The Empire That Left No Ruins

Alev Scott goes looking for what the Ottomans left behind. What she finds is people, still carrying the arrangements.

The Empire That Left No Ruins

The Ottoman Empire did not fall the way empires are supposed to fall. There were no great fires, no single catastrophic defeat that marked the ending. Instead, it was reorganized — its cosmopolitan, multi-ethnic, multi-lingual arrangements dismantled not by conquest but by the logic of the twentieth-century nation-state, which required its populations to be legible, singular, and sorted. The people who had been Ottoman subjects became Turks, or Greeks, or Bulgarians, or Arabs — members of nations that the empire had never required them to choose between.

Alev Scott goes looking for what is left. Ottoman Odyssey begins in Turkey, where the empire's traces are being actively managed — sometimes preserved as heritage, more often renovated into nationalist narrative — and moves through the Balkans, the Levant, North Africa, and Cyprus, following the residue of a civilization that declined to stay dead. She finds it in unexpected forms: Greek Cypriots who still speak Turkish. Stateless communities living in the wreckage of borders drawn without them. Languages, recipes, and legal customs that survived the state that produced them.

Scott is half-English, half-Turkish, and the book carries the specific alertness of someone who has inherited two sets of categories and found they don't always align. That she was barred from re-entering Turkey during the research is not incidental — her subject is the Ottoman legacy, and the legacy includes the nation-states that replaced the empire, and the nation-states are doing what nation-states do: deciding who belongs and administering the answer.
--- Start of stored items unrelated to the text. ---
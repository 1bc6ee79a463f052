//! Run orchestration, building colors and experiment tracking

pub mod colors;
pub mod orchestrator;
pub mod tracking;

pub use colors::{assign_building_colors, fallback_color_index, palette_start, PALETTE_SIZE};
pub use orchestrator::RunOrchestrator;
pub use tracking::{ExperimentTracker, MlflowTracker, TrackingError, TrackingSession};
//! Database initialization tests
//!
//! Schema creation must be idempotent and work for both file and memory databases.

use insar_common::db::init::{connect_in_memory, create_schema, init_database};

const TABLES: [&str; 6] = [
    "insar_points",
    "buildings",
    "ml_runs",
    "ml_point_results",
    "ml_run_metrics",
    "ml_building_colors",
];

async fn table_names(pool: &sqlx::SqlitePool) -> Vec<String> {
    sqlx::query_scalar("SELECT name FROM sqlite_master WHERE type = 'table' ORDER BY name")
        .fetch_all(pool)
        .await
        .expect("Failed to list tables")
}

#[tokio::test]
async fn test_database_creation_when_missing() {
    let dir = tempfile::tempdir().expect("Failed to create temp dir");
    let db_path = dir.path().join("nested").join("insar.db");

    let pool = init_database(&db_path, 2).await;
    assert!(pool.is_ok(), "Database initialization failed: {:?}", pool.err());
    assert!(db_path.exists(), "Database file was not created");

    let names = table_names(&pool.unwrap()).await;
    for table in TABLES {
        assert!(names.iter().any(|n| n == table), "missing table {table}");
    }
}

#[tokio::test]
async fn test_database_opens_existing() {
    let dir = tempfile::tempdir().expect("Failed to create temp dir");
    let db_path = dir.path().join("insar.db");

    let first = init_database(&db_path, 2).await.expect("first open");
    first.close().await;

    let second = init_database(&db_path, 2).await;
    assert!(second.is_ok(), "Failed to open existing database: {:?}", second.err());
}

#[tokio::test]
async fn test_schema_creation_is_idempotent() {
    let pool = connect_in_memory().await.expect("in-memory database");
    create_schema(&pool).await.expect("second schema pass");
    create_schema(&pool).await.expect("third schema pass");

    let names = table_names(&pool).await;
    for table in TABLES {
        assert_eq!(names.iter().filter(|n| *n == table).count(), 1);
    }
}

#[tokio::test]
async fn test_run_status_check_constraint() {
    let pool = connect_in_memory().await.expect("in-memory database");

    let result = sqlx::query(
        "INSERT INTO ml_runs (run_id, pipeline, pipeline_version, run_type, status, created_at)
         VALUES ('r1', 'assignment', '0.1.0', 'assignment', 'paused', '2024-01-01T00:00:00Z')",
    )
    .execute(&pool)
    .await;

    assert!(result.is_err(), "unknown status must be rejected");
}
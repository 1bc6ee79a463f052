//! # InSAR Common Library
//!
//! Shared code for the InSAR run engine:
//! - Error type
//! - Configuration loading
//! - Database bootstrap and schema
//! - Geometry primitives (projection, distances, envelope index)
//! - Point and building input records

pub mod config;
pub mod db;
pub mod error;
pub mod geo;
pub mod models;

pub use error::{Error, Result};
pub use models::{BuildingKey, BuildingRecord, BuildingSource, PointRecord};
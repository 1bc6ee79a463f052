//! Envelope entries for `rstar` R-trees
//!
//! Candidates are prefiltered by bounding box before exact distance tests. An
//! [`IndexedEnvelope`] remembers the position of its footprint in the caller's
//! slice so query hits map straight back to records.

use rstar::{RTree, RTreeObject, AABB};

use super::BBox;

/// Envelope of the `idx`-th item of some slice
#[derive(Debug, Clone, PartialEq)]
pub struct IndexedEnvelope {
    pub idx: usize,
    env: AABB<[f64; 2]>,
}

impl IndexedEnvelope {
    pub fn new(idx: usize, bbox: &BBox) -> Self {
        Self {
            idx,
            env: bbox.to_aabb(),
        }
    }
}

impl RTreeObject for IndexedEnvelope {
    type Envelope = AABB<[f64; 2]>;

    #[inline]
    fn envelope(&self) -> Self::Envelope {
        self.env
    }
}

impl BBox {
    pub fn to_aabb(&self) -> AABB<[f64; 2]> {
        AABB::from_corners([self.min_lon, self.min_lat], [self.max_lon, self.max_lat])
    }
}

/// Bulk-load envelopes; entry `i` carries index `i`
pub fn envelope_tree(envelopes: impl IntoIterator<Item = BBox>) -> RTree<IndexedEnvelope> {
    let entries: Vec<IndexedEnvelope> = envelopes
        .into_iter()
        .enumerate()
        .map(|(idx, bbox)| IndexedEnvelope::new(idx, &bbox))
        .collect();
    RTree::bulk_load(entries)
}

#[cfg(test)]
mod tests {
    use super::*;

    fn b(min_lon: f64, min_lat: f64, max_lon: f64, max_lat: f64) -> BBox {
        BBox::new(min_lon, min_lat, max_lon, max_lat).unwrap()
    }

    fn hits(tree: &RTree<IndexedEnvelope>, window: &BBox) -> Vec<usize> {
        let mut ids: Vec<usize> = tree
            .locate_in_envelope_intersecting(&window.to_aabb())
            .map(|e| e.idx)
            .collect();
        ids.sort_unstable();
        ids
    }

    #[test]
    fn test_query_returns_intersecting_envelopes_only() {
        let tree = envelope_tree(vec![
            b(13.0000, 47.0000, 13.0001, 47.0001),
            b(13.0050, 47.0050, 13.0051, 47.0051),
            b(13.0001, 47.0001, 13.0030, 47.0030),
        ]);
        assert_eq!(hits(&tree, &b(13.00005, 47.00005, 13.0002, 47.0002)), vec![0, 2]);
    }

    #[test]
    fn test_touching_boundaries_intersect() {
        let tree = envelope_tree(vec![b(13.0, 47.0, 13.1, 47.1)]);
        assert_eq!(hits(&tree, &b(13.1, 47.1, 13.2, 47.2)), vec![0]);
    }

    #[test]
    fn test_large_envelope_is_a_single_entry() {
        // A regional envelope costs one node, independent of its area
        let tree = envelope_tree(vec![b(13.0, 47.0, 14.5, 48.5), b(-70.0, -30.0, -69.9, -29.9)]);
        assert_eq!(tree.size(), 2);
        assert_eq!(hits(&tree, &b(13.7, 47.7, 13.71, 47.71)), vec![0]);
        assert_eq!(hits(&tree, &BBox::world()), vec![0, 1]);
    }
}
//! Store contracts the pipelines run against
//!
//! The SQLite implementations live in [`crate::db::stores`]; tests substitute
//! in-memory fakes to inject failures.

use crate::models::PointResult;
use async_trait::async_trait;
use insar_common::geo::BBox;
use insar_common::{BuildingRecord, BuildingSource, PointRecord, Result};
use uuid::Uuid;

/// Source of measurement points
#[async_trait]
pub trait PointStore: Send + Sync {
    /// Points inside `bbox` (boundary inclusive), optionally limited to one track
    async fn query(&self, bbox: &BBox, track: Option<i64>) -> Result<Vec<PointRecord>>;
}

/// Source of building footprints
#[async_trait]
pub trait BuildingStore: Send + Sync {
    /// Every building of one dataset
    async fn query(&self, source: BuildingSource) -> Result<Vec<BuildingRecord>>;
}

/// Destination for per-point results
#[async_trait]
pub trait ResultSink: Send + Sync {
    /// Write all rows of one run atomically
    async fn insert_results(&self, run_id: Uuid, results: &[PointResult]) -> Result<()>;
}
Her method is essayistic rather than polemical, which suits the material. What she tracks cannot be mapped or quantified. It is the survival of complexity in a century that has consistently tried to simplify it — the persistence of people who identify as both this and that, who carry religious and cultural inheritances that modern borders have sorted into opposing camps. She does not argue that the Ottoman past was better. She argues, more precisely, that what was lost in its ending was not only territory but a particular tolerance for multiplicity that the nation-state was structurally designed to foreclose.

The emotional register is not that of the seasoned foreign correspondent. It is something closer to searching for a usable history, for an identity with enough room in it, for evidence that the complexity she carries is inheritance rather than confusion.

Ottoman Odyssey is not a history. It is an account of what remains when an empire ends and its people do not. The answer, it turns out, is more than you would expect. Most of it is still unresolved.

Ottoman Odyssey by Alev Scott. Published by Pushkin Press.